Das Thomas-Theorem ist eine grundlegende, aber äusserst komplizierte Idee aus der Sozialpsychologie. Das Konzept beschreibt, wie unsere Wahrnehmung die Realität formt und sich in einem endlosen Kreislauf aus Wahrnehmung, Reaktion und Konsequenz manifestiert.

Die Soziologen Dorothy Swaine Thomas und William Isaac Thomas entwickelten dieses Theorem, das besagt, dass das Verhalten von Menschen eher durch ihre subjektive Konstruktion der Realität als durch die objektive Realität bestimmt werden kann.

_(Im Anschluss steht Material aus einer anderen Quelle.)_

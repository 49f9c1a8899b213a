//! Engine configuration and its s-expression plist loader.
//!
//! Every field has a default; a config file only needs the keys it
//! overrides:
//!
//! ```text
//! (:dominant-hand left :screen-width 2560 :screen-height 1440
//!  :pinch-threshold 0.25)
//! ```

use std::path::Path;

use lexpr::Value;
use tracing::debug;

use crate::control::{AnalogConfig, PinchConfig, ScreenSize};
use crate::hand::debounce::DEFAULT_STABILIZE_AFTER;
use crate::hand::{ClassifierConfig, FingerConfig, Handedness};
use crate::sexp::{get_float, get_int, get_keyword, list_items};

#[derive(Debug, thiserror::Error)]
pub enum ConfigError {
    #[error("cannot read config {path}: {source}")]
    Read {
        path: String,
        #[source]
        source: std::io::Error,
    },

    #[error("malformed config: {0}")]
    Parse(String),

    #[error("invalid value for :{key}: {value}")]
    InvalidValue { key: &'static str, value: String },
}

/// Full engine configuration.
#[derive(Debug, Clone)]
pub struct EngineConfig {
    pub dominant: Handedness,
    pub screen: ScreenSize,
    pub fingers: FingerConfig,
    pub classifier: ClassifierConfig,
    /// Consecutive repeats a raw gesture must exceed to become stable.
    pub stabilize_after: u32,
    pub pinch: PinchConfig,
    pub analog: AnalogConfig,
}

impl Default for EngineConfig {
    fn default() -> Self {
        Self {
            dominant: Handedness::Right,
            screen: ScreenSize::default(),
            fingers: FingerConfig::default(),
            classifier: ClassifierConfig::default(),
            stabilize_after: DEFAULT_STABILIZE_AFTER,
            pinch: PinchConfig::default(),
            analog: AnalogConfig::default(),
        }
    }
}

const KNOWN_KEYS: &[&str] = &[
    "dominant-hand",
    "screen-width",
    "screen-height",
    "open-ratio",
    "zero-divisor",
    "pinch-distance",
    "victory-spread-ratio",
    "closed-depth",
    "stabilize-after",
    "pinch-threshold",
    "pinch-hold-frames",
    "level-scale",
    "scroll-step",
    "level-sensitivity",
    "brightness-step",
];

impl EngineConfig {
    /// Load overrides from a plist file on top of the defaults.
    pub fn load(path: &Path) -> Result<Self, ConfigError> {
        let raw = std::fs::read_to_string(path).map_err(|source| ConfigError::Read {
            path: path.display().to_string(),
            source,
        })?;
        Self::from_sexp(&raw)
    }

    /// Parse a plist, overriding only the keys present.
    pub fn from_sexp(raw: &str) -> Result<Self, ConfigError> {
        let value = lexpr::from_str(raw).map_err(|e| ConfigError::Parse(e.to_string()))?;
        if !matches!(value, Value::Cons(_) | Value::Null | Value::Nil) {
            return Err(ConfigError::Parse("expected a plist".to_string()));
        }

        for key in plist_keys(&value) {
            if !KNOWN_KEYS.contains(&key.as_str()) {
                debug!("Ignoring unknown config key :{}", key);
            }
        }

        let mut config = Self::default();

        if let Some(s) = get_keyword(&value, "dominant-hand") {
            config.dominant = Handedness::parse(&s).ok_or(ConfigError::InvalidValue {
                key: "dominant-hand",
                value: s,
            })?;
        }
        if let Some(w) = positive_int(&value, "screen-width")? {
            config.screen.width = w;
        }
        if let Some(h) = positive_int(&value, "screen-height")? {
            config.screen.height = h;
        }

        if let Some(v) = positive_float(&value, "open-ratio")? {
            config.fingers.open_ratio = v;
        }
        if let Some(v) = positive_float(&value, "zero-divisor")? {
            config.fingers.zero_divisor = v;
            config.classifier.zero_divisor = v;
        }
        if let Some(v) = positive_float(&value, "pinch-distance")? {
            config.classifier.pinch_distance = v;
        }
        if let Some(v) = positive_float(&value, "victory-spread-ratio")? {
            config.classifier.victory_spread_ratio = v;
        }
        if let Some(v) = positive_float(&value, "closed-depth")? {
            config.classifier.closed_depth = v;
        }

        if let Some(s) = get_keyword(&value, "stabilize-after") {
            config.stabilize_after = s.parse().map_err(|_| ConfigError::InvalidValue {
                key: "stabilize-after",
                value: s,
            })?;
        }

        if let Some(v) = positive_float(&value, "pinch-threshold")? {
            config.pinch.threshold = v;
        }
        if let Some(v) = positive_int(&value, "pinch-hold-frames")? {
            config.pinch.hold_frames = v;
        }
        if let Some(v) = positive_float(&value, "level-scale")? {
            config.pinch.level_scale = v;
        }

        if let Some(v) = positive_int(&value, "scroll-step")? {
            config.analog.scroll_step = i32::try_from(v).map_err(|_| ConfigError::InvalidValue {
                key: "scroll-step",
                value: v.to_string(),
            })?;
        }
        if let Some(v) = positive_float(&value, "level-sensitivity")? {
            config.analog.level_sensitivity = v;
        }
        if let Some(v) = positive_float(&value, "brightness-step")? {
            if v > 1.0 {
                return Err(ConfigError::InvalidValue {
                    key: "brightness-step",
                    value: v.to_string(),
                });
            }
            config.analog.brightness_step = v;
        }

        Ok(config)
    }

    /// Render the effective configuration as a plist.
    pub fn config_sexp(&self) -> String {
        format!(
            "(:dominant-hand {} :screen-width {} :screen-height {} \
             :open-ratio {} :zero-divisor {} :pinch-distance {} \
             :victory-spread-ratio {} :closed-depth {} :stabilize-after {} \
             :pinch-threshold {} :pinch-hold-frames {} :level-scale {} \
             :scroll-step {} :level-sensitivity {} :brightness-step {})",
            self.dominant.as_str(),
            self.screen.width,
            self.screen.height,
            self.fingers.open_ratio,
            self.fingers.zero_divisor,
            self.classifier.pinch_distance,
            self.classifier.victory_spread_ratio,
            self.classifier.closed_depth,
            self.stabilize_after,
            self.pinch.threshold,
            self.pinch.hold_frames,
            self.pinch.level_scale,
            self.analog.scroll_step,
            self.analog.level_sensitivity,
            self.analog.brightness_step,
        )
    }
}

/// Key names of a plist, without the leading colon.
fn plist_keys(value: &Value) -> Vec<String> {
    list_items(value)
        .into_iter()
        .step_by(2)
        .filter_map(|k| match k {
            Value::Keyword(k) => Some(k.to_string()),
            Value::Symbol(s) => s.strip_prefix(':').map(str::to_string),
            _ => None,
        })
        .collect()
}

fn positive_float(value: &Value, key: &'static str) -> Result<Option<f32>, ConfigError> {
    let Some(raw) = get_keyword(value, key) else {
        return Ok(None);
    };
    match get_float(value, key) {
        Some(v) if v.is_finite() && v > 0.0 => Ok(Some(v as f32)),
        _ => Err(ConfigError::InvalidValue { key, value: raw }),
    }
}

fn positive_int(value: &Value, key: &'static str) -> Result<Option<u32>, ConfigError> {
    let Some(raw) = get_keyword(value, key) else {
        return Ok(None);
    };
    match get_int(value, key).and_then(|v| u32::try_from(v).ok()) {
        Some(v) if v > 0 => Ok(Some(v)),
        _ => Err(ConfigError::InvalidValue { key, value: raw }),
    }
}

Das Thomas Theorem zeigt auf: „Wenn Menschen Situationen als real definieren, sind sie in ihren Konsequenzen real“ (Thomas und Thomas 1928). Oder wie wir das heute auch sagen würden: „Wenn die Menschen Situationen als wirklich definieren, sind sie in ihren Konsequenzen wirklich.“

Was bedeutet das im Führungskontext in den Unternehmen?

Wir wissen, dass menschliches Handeln, unabhängig davon, wie irreal die ursprüngliche Wahrnehmung einer Situation war, reale Konsequenzen hat. Entscheidungen liegen so nicht nur objektive Fakten, sondern eben auch die subjektive Definition einer Situation zugrunde.

Diese Definitionen können sogar scheinbar falsch sein, aber dennoch echte Auswirkungen haben, indem sie das Verhalten beeinflussen.

Beispielsweise könnten Mitarbeitende, denen immer wieder die Bezeichnung „Überflieger, Spieler, Penner“ gegeben werden, diesen Begriffen gerecht werden, auch wenn dies ursprünglich nicht Teile ihres Charakters waren.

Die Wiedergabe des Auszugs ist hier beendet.